** Data excerpts **
Content starts

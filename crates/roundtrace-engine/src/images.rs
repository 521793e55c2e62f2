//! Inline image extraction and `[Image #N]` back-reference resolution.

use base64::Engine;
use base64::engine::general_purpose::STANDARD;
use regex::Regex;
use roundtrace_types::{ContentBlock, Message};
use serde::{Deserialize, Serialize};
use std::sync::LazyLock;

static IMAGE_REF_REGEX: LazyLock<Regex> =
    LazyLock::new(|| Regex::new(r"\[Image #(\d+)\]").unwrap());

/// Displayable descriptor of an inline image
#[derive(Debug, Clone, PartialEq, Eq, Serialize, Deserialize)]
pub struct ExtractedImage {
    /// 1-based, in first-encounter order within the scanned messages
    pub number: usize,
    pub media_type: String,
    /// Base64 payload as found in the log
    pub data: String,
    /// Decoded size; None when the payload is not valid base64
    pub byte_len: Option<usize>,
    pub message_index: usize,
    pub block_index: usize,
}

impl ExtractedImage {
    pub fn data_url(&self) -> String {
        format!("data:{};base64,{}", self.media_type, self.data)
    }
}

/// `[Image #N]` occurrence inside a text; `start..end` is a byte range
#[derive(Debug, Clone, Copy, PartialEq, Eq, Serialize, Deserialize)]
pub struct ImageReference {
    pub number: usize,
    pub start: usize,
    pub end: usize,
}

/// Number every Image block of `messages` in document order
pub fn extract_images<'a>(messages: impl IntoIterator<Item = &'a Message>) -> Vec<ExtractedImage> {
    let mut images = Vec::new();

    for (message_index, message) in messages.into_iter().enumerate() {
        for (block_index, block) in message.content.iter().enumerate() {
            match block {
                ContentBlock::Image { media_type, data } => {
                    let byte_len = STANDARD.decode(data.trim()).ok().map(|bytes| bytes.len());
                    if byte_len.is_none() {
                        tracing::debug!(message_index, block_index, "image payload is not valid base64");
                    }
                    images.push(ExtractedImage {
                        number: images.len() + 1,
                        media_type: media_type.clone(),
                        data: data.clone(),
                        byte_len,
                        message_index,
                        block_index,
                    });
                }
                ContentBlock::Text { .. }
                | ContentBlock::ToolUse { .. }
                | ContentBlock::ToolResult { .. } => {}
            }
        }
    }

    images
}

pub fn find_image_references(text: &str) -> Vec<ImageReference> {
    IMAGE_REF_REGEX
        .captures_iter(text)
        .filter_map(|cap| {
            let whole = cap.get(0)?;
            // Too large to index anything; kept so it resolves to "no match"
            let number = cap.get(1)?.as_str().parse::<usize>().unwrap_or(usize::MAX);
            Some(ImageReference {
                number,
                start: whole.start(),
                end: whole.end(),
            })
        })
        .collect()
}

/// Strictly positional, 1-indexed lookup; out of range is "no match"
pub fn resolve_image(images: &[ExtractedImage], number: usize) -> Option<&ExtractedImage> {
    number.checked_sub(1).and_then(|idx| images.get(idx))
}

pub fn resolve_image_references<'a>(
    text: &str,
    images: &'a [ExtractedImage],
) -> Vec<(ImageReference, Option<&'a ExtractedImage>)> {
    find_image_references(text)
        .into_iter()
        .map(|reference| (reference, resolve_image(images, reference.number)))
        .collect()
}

Content ends
Content starts

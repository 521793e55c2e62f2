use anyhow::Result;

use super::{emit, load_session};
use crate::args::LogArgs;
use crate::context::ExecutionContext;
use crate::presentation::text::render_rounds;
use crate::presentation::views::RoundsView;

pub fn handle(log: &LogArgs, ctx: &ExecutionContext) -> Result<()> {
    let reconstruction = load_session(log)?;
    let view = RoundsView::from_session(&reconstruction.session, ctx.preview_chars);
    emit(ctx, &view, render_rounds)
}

Content ends
Content starts

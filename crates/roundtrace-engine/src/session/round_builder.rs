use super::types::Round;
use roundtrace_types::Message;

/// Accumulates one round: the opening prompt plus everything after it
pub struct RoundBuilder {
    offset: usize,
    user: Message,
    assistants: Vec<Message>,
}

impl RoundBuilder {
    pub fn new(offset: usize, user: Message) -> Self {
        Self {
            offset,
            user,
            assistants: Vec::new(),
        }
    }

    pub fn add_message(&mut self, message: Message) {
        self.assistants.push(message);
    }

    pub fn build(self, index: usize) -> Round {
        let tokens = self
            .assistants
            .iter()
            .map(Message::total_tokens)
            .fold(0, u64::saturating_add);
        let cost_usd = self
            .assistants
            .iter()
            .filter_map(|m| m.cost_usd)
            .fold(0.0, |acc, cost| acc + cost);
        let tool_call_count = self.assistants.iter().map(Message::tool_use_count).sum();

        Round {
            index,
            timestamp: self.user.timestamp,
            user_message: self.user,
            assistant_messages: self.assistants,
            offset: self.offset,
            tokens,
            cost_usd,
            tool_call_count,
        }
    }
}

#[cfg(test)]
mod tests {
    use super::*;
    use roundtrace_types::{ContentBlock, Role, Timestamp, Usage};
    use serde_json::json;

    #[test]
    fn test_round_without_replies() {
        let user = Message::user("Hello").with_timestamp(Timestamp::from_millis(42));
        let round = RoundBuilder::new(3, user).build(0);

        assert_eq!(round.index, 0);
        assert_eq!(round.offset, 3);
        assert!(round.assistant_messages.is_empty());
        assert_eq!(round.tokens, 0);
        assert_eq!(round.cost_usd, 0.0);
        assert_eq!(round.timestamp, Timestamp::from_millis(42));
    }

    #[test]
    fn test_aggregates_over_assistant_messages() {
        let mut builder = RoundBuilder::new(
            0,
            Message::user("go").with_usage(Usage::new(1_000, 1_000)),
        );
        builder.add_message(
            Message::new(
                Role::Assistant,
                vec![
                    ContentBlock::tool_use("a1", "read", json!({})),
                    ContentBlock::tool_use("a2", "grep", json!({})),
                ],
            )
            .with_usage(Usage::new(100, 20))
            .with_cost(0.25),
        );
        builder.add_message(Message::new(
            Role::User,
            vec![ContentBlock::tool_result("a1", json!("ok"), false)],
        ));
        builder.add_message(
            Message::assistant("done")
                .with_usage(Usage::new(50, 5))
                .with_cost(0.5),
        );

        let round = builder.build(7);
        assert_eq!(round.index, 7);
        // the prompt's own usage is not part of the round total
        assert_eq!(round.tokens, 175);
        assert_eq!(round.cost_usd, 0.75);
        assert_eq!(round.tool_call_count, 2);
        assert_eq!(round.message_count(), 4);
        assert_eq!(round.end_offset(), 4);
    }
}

Content ends

** What you will do **
Count the lines in the entries above where the string "filename" shows up, and give that number only.

** Response area **
2